Bubonic Chronic said:
			
		

> the im "worried" about is i have another plant and its a lot different. It's flowering in many places, the original one that you saw, is just one stalk and one flower, the other plant has a bunch of stems leading to "pods" of flowers whats the dilly


 
It can depend on growing conditions or the strain.
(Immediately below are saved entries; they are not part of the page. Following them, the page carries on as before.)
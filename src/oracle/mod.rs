//! Judgment oracle: the expensive qualitative assessment step.
//!
//! The oracle is opaque. Only its contract matters: given a document and the
//! configured topics it returns an [`OracleVerdict`] or fails. Verdicts are
//! normalized on the way in because backends routinely return out-of-range or
//! 0..1-scaled numbers.

pub mod error;
pub mod llm;
#[cfg(any(test, feature = "mock"))]
pub mod mock;
pub mod parse;
pub mod prompt;
pub mod types;


use async_trait::async_trait;

pub use error::{OracleError, OracleResult};
pub use llm::GenaiOracle;
#[cfg(any(test, feature = "mock"))]
pub use mock::{MockOracle, MockResponse};
pub use parse::parse_verdict;
pub use types::{CorrectionContext, JudgmentRequest, OracleVerdict, normalize_scale};

#[async_trait]
/// External qualitative-assessment service.
pub trait JudgmentOracle: Send + Sync {
    /// Judges one document. May be slow; callers enforce their own timeout.
    async fn judge(&self, request: &JudgmentRequest) -> OracleResult<OracleVerdict>;
}
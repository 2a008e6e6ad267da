use chrono::{DateTime, Utc};
use serde::{Deserialize, Serialize};
use uuid::Uuid;

use crate::config::{PipelineConfig, QueryThresholds};
use crate::constants::DEFAULT_RECORD_LIMIT;
use crate::document::Document;
use crate::oracle::OracleVerdict;
use crate::qualify::{CycleState, QualificationOutcome, YieldSnapshot};
use crate::scoring::ScoreResult;

#[derive(Debug, Clone, PartialEq)]
/// One query to run.
pub struct QueryRequest {
    pub query: String,
    /// Topics handed to the oracle.
    pub topics: Vec<String>,
    pub thresholds: QueryThresholds,
    /// Offset of the first page.
    pub offset: usize,
    /// Maximum documents fetched.
    pub record_limit: usize,
}

impl QueryRequest {
    pub fn new(query: impl Into<String>) -> Self {
        Self {
            query: query.into(),
            topics: Vec::new(),
            thresholds: QueryThresholds::default(),
            offset: 0,
            record_limit: DEFAULT_RECORD_LIMIT,
        }
    }

    /// Request with thresholds, topics and paging taken from `config`.
    pub fn from_config(query: impl Into<String>, config: &PipelineConfig) -> Self {
        Self {
            query: query.into(),
            topics: config.topics.clone(),
            thresholds: config.thresholds,
            offset: config.start_offset,
            record_limit: config.record_limit,
        }
    }

    pub fn with_topics(mut self, topics: Vec<String>) -> Self {
        self.topics = topics;
        self
    }

    pub fn with_thresholds(mut self, thresholds: QueryThresholds) -> Self {
        self.thresholds = thresholds;
        self
    }

    pub fn with_offset(mut self, offset: usize) -> Self {
        self.offset = offset;
        self
    }

    pub fn with_record_limit(mut self, record_limit: usize) -> Self {
        self.record_limit = record_limit;
        self
    }
}

#[derive(Debug, Clone, PartialEq, Eq, Serialize, Deserialize)]
#[serde(tag = "kind", rename_all = "snake_case")]
/// Why a query stopped.
pub enum QueryTermination {
    /// The source returned a short or empty page.
    Exhausted,
    LimitReached,
    FailFast,
    Cancelled,
    /// A page could not be fetched after retries.
    SourceFailed { reason: String },
}

#[derive(Debug, Clone, PartialEq, Serialize, Deserialize)]
/// A finalized document on the result feed.
pub struct QualificationRecord {
    pub run_id: Uuid,
    pub query: String,
    pub document: Document,
    pub scores: ScoreResult,
    pub outcome: QualificationOutcome,
    /// Present whenever the oracle produced the deciding verdict.
    pub verdict: Option<OracleVerdict>,
    /// Failure detail for rejections without a verdict.
    pub detail: Option<String>,
    /// Cycle state right after this document.
    pub snapshot: YieldSnapshot,
    pub finalized_at: DateTime<Utc>,
}

#[derive(Debug, Clone, PartialEq, Serialize, Deserialize)]
/// Per-query totals.
pub struct QuerySummary {
    pub run_id: Uuid,
    pub query: String,
    /// Documents returned by the source.
    pub fetched: usize,
    /// Documents that passed the pre-filter.
    pub processed: u32,
    /// Judged and accepted.
    pub qualified: u32,
    pub fast_path: u32,
    pub rejected: u32,
    pub filtered: u32,
    pub aborted: u32,
    pub final_yield: f32,
    pub fast_path_activated: bool,
    pub fail_fast_triggered: bool,
    pub oracle_calls: u32,
    pub termination: QueryTermination,
}

impl QuerySummary {
    pub fn new(run_id: Uuid, query: impl Into<String>) -> Self {
        Self {
            run_id,
            query: query.into(),
            fetched: 0,
            processed: 0,
            qualified: 0,
            fast_path: 0,
            rejected: 0,
            filtered: 0,
            aborted: 0,
            final_yield: 0.0,
            fast_path_activated: false,
            fail_fast_triggered: false,
            oracle_calls: 0,
            termination: QueryTermination::Exhausted,
        }
    }

    /// All qualified documents, judged or fast-pathed.
    pub fn total_qualified(&self) -> u32 {
        self.qualified + self.fast_path
    }

    /// Number of finalized records.
    pub fn finalized(&self) -> u32 {
        self.qualified + self.fast_path + self.rejected + self.filtered + self.aborted
    }

    pub(crate) fn record(&mut self, outcome: &QualificationOutcome, oracle_calls: u32) {
        match outcome {
            QualificationOutcome::FilteredOut => self.filtered += 1,
            QualificationOutcome::Rejected { .. } => self.rejected += 1,
            QualificationOutcome::Qualified => self.qualified += 1,
            QualificationOutcome::QualifiedFastPath => self.fast_path += 1,
            QualificationOutcome::AbortedLowYield => self.aborted += 1,
            QualificationOutcome::PendingJudgment => {}
        }
        self.oracle_calls += oracle_calls;
    }

    pub(crate) fn finish(&mut self, state: &CycleState, termination: QueryTermination) {
        self.processed = state.processed();
        self.final_yield = state.current_yield();
        self.fast_path_activated = state.is_speedup_locked();
        self.fail_fast_triggered = state.is_fail_fast_triggered();
        self.termination = termination;
    }
}
//! Prompt construction for LLM-backed oracles.

use std::fmt::Write;

use super::types::JudgmentRequest;

const MAX_ABSTRACT_CHARS: usize = 6000;

pub const SYSTEM_PROMPT: &str = "You are a meticulous research assistant screening literature \
search results. Judge whether a document is relevant to the user's topics. Respond with a \
single JSON object and nothing else.";

const RESPONSE_SHAPE: &str = r#"Respond with JSON of exactly this shape:
{
  "qualified": true | false,
  "score": <relevance from 0 to 10>,
  "probability": <probability from 0 to 10 that the document is relevant>,
  "summary": "<one or two sentences>",
  "tags": ["<short keyword>", ...],
  "entities": {"<field>": "<value>", ...}
}"#;

/// Builds the user prompt for `request`.
pub fn build_user_prompt(request: &JudgmentRequest) -> String {
    let doc = &request.document;
    let mut prompt = String::new();

    if request.topics.is_empty() {
        prompt.push_str("Topics: (none given, judge general scholarly relevance)\n\n");
    } else {
        let _ = writeln!(prompt, "Topics:");
        for topic in &request.topics {
            let _ = writeln!(prompt, "- {}", topic);
        }
        prompt.push('\n');
    }

    let _ = writeln!(prompt, "Title: {}", doc.title.trim());
    if !doc.authors.is_empty() {
        let _ = writeln!(prompt, "Authors: {}", doc.authors.join(", "));
    }
    if let Some(year) = doc.year {
        let _ = writeln!(prompt, "Year: {}", year);
    }
    let abstract_text: String = doc.abstract_text.trim().chars().take(MAX_ABSTRACT_CHARS).collect();
    if abstract_text.is_empty() {
        prompt.push_str("Abstract: (not available)\n");
    } else {
        let _ = writeln!(prompt, "Abstract: {}", abstract_text);
    }
    prompt.push('\n');

    if let Some(correction) = &request.correction {
        let _ = writeln!(
            prompt,
            "Note: you previously rated this document's relevance probability as 0, but it \
             already passed a semantic similarity screen against these topics (vector score \
             {:.2}, rule score {:.2}). Re-read it carefully and give a calibrated probability.",
            correction.vector_score, correction.composite_score
        );
        if !correction.previous_summary.trim().is_empty() {
            let _ = writeln!(
                prompt,
                "Your previous summary was: {}",
                correction.previous_summary.trim()
            );
        }
        prompt.push('\n');
    }

    prompt.push_str(RESPONSE_SHAPE);
    prompt
}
My plant has been a stalk for the past 4 months. It is a little over 4' and is just now starting to branch out like crazy. It looks like it is starting to bud too. I think it is the strain.


----------



## Bubonic Chronic

there, took a little longer

wanted to drive my car around for fun for a little bit lol


----------



## Bubonic Chronic

oh and btw i started feeding them different stuff to help get rid of the purple stems, i heard that slows flowering time if the plant isnt happy lol


----------



## Columbian Connection

Well for starters you should have started it in a larger pot. The pot you have it in is to small. I don't know if you can transplant it now with out hurting it. Hear is a picture of mine.


----------



## Columbian Connection

One more thing don't forget to water it and feed it, but don't over feed it. Feed it about once a week. Make sure it is getting a lot of sun.


----------



## Bubonic Chronic

i take it dont transplant it then

and oh, dont worry, I live in a very very very sunny place lol


----------



## Columbian Connection

If you do want to try and transplant it you can, but if you do; try not to disturb the the root system. If you can get it out intact that would be best. If the ground is dry your chances of doing that will not be good. If the ground is slightly damp so the ground stays together would be the best. If it is to wet the ground will also crumble. If it is nor done right the plant will go into shock and might die. It will go into shock for about two or three weeks before it heals itself. If you do not disturb the root system you have a very good chance that it wont go into shock.


----------



## Bubonic Chronic

Columbian Connection said:
			
		

> If you do want to try and transplant it you can, but if you do; try not to disturb the the root system. If you can get it out intact that would be best. If the ground is dry your chances of doing that will not be good. If the ground is slightly damp so the ground stays together would be the best. If it is to wet the ground will also crumble. If it is nor done right the plant will go into shock and might die. It will go into shock for about two or three weeks before it heals itself. If you do not disturb the root system you have a very good chance that it wont go into shock.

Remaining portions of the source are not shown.